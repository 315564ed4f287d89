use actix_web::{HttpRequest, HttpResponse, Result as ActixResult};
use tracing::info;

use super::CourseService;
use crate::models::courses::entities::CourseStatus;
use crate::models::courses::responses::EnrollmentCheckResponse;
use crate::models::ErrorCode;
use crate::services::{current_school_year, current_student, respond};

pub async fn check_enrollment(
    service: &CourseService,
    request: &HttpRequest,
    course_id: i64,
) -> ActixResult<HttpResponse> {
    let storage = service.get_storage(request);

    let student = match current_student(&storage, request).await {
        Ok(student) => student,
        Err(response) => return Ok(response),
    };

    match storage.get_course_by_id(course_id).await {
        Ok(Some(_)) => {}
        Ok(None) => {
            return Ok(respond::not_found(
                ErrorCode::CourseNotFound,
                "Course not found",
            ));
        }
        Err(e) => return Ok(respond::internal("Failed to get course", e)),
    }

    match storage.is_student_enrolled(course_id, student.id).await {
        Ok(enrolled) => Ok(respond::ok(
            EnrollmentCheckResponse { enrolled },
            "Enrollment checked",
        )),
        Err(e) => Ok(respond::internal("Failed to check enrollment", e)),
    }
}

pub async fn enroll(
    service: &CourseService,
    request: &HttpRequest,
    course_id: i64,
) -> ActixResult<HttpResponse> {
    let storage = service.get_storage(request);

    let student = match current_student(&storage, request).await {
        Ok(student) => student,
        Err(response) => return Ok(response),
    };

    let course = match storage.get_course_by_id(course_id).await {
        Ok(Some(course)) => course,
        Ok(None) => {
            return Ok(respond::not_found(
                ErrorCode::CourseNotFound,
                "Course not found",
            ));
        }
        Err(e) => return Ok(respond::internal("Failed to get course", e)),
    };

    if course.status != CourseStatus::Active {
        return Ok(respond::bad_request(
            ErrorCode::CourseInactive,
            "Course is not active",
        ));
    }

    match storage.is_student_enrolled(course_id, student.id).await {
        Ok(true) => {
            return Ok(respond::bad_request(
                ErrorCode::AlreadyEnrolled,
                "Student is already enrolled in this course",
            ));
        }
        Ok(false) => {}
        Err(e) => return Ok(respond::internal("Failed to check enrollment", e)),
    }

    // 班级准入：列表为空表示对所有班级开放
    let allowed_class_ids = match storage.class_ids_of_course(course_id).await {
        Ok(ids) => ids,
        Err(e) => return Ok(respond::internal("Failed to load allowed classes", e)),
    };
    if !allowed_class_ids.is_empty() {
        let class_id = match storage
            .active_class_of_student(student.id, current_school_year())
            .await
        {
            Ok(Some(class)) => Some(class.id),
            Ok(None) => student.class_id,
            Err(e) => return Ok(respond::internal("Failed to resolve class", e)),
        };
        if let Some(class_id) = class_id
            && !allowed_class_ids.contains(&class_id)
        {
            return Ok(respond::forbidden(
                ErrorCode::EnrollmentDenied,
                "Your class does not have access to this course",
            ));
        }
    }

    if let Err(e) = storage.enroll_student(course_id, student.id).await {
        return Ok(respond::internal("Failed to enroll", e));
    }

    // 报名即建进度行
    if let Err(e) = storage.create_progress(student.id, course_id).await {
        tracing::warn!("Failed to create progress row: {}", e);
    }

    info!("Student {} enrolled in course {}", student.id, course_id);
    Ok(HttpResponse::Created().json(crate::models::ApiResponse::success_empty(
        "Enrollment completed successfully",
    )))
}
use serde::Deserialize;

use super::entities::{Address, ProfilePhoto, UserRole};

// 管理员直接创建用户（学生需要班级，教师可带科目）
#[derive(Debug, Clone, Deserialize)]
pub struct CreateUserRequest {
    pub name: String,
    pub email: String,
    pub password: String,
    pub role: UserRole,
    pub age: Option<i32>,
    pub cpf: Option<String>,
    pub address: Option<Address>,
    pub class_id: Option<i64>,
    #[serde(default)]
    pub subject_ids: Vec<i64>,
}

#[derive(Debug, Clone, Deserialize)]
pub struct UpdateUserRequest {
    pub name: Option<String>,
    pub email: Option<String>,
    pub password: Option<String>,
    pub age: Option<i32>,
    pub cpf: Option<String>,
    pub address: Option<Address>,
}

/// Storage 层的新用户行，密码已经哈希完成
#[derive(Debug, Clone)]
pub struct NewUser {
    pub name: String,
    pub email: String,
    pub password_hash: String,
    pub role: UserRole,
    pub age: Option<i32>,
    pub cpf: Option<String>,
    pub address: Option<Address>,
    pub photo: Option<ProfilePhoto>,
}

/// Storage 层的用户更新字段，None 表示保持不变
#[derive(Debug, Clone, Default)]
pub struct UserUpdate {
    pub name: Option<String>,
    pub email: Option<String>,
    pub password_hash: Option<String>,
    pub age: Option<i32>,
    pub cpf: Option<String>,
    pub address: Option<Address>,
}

---

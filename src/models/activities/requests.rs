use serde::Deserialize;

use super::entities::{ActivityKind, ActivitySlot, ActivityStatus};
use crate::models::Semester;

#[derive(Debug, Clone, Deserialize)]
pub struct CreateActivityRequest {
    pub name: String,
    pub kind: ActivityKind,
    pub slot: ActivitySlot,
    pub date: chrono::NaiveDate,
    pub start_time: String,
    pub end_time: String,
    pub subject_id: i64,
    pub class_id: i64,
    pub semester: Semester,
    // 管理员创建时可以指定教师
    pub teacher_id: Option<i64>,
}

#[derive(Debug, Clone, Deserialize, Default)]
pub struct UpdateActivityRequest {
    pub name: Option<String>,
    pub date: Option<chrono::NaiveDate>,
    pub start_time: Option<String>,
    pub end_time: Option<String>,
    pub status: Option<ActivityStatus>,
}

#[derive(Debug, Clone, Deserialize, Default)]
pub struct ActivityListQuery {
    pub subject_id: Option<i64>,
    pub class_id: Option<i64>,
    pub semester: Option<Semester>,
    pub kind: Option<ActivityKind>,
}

--

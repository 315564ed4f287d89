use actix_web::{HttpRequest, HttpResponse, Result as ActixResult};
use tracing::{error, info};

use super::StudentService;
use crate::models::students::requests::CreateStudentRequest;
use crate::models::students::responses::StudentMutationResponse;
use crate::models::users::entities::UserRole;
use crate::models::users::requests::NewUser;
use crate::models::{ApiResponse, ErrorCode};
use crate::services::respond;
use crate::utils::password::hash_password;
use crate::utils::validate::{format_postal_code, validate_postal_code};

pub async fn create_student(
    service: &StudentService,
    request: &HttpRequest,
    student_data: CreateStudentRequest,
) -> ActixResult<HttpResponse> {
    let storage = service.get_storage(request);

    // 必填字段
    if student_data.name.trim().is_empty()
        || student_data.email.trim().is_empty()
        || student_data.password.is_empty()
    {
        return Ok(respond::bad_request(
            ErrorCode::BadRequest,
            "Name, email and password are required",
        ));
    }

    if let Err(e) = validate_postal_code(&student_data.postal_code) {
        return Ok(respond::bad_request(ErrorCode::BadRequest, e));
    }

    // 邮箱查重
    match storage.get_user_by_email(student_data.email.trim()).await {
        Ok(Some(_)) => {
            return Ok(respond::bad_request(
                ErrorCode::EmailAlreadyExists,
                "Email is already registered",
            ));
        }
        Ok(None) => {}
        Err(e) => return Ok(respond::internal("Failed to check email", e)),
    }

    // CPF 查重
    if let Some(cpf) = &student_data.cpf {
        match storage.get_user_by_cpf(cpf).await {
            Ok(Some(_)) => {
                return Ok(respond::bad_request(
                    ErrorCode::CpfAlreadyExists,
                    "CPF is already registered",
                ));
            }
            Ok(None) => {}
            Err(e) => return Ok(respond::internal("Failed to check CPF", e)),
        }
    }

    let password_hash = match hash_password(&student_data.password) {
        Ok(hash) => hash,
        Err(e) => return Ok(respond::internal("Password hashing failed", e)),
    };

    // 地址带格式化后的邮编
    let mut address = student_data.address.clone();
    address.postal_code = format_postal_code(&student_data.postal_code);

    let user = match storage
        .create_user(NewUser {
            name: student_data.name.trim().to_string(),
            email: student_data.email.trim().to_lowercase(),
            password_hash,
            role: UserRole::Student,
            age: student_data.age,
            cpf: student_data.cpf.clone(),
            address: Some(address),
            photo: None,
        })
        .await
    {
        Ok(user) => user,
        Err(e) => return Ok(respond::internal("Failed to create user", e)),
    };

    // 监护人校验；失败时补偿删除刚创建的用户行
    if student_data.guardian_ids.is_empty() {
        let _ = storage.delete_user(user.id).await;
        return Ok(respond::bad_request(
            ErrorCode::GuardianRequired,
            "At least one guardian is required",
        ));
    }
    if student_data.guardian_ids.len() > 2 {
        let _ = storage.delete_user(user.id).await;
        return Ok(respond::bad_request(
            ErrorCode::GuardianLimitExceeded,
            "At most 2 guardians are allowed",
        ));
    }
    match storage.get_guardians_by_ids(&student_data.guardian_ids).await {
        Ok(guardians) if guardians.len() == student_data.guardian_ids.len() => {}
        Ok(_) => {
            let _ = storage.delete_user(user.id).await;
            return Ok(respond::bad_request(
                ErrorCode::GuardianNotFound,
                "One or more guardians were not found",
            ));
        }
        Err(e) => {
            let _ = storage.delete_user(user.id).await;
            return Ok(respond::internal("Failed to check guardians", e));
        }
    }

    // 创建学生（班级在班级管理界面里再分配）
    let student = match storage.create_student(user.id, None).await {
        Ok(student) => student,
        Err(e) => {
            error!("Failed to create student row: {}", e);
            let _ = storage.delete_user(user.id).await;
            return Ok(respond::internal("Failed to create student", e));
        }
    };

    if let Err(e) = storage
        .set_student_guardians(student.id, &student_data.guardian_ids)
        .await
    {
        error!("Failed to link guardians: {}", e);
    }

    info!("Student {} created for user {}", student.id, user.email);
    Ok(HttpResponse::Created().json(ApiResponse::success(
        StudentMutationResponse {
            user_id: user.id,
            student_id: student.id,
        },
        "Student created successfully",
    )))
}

=== Task details ===
Which lines above contain the word "ProfilePhoto"? Show each of them.

=== Exercise answer ===
use super::entities::{Address, ProfilePhoto, UserRole};
    pub photo: Option<ProfilePhoto>,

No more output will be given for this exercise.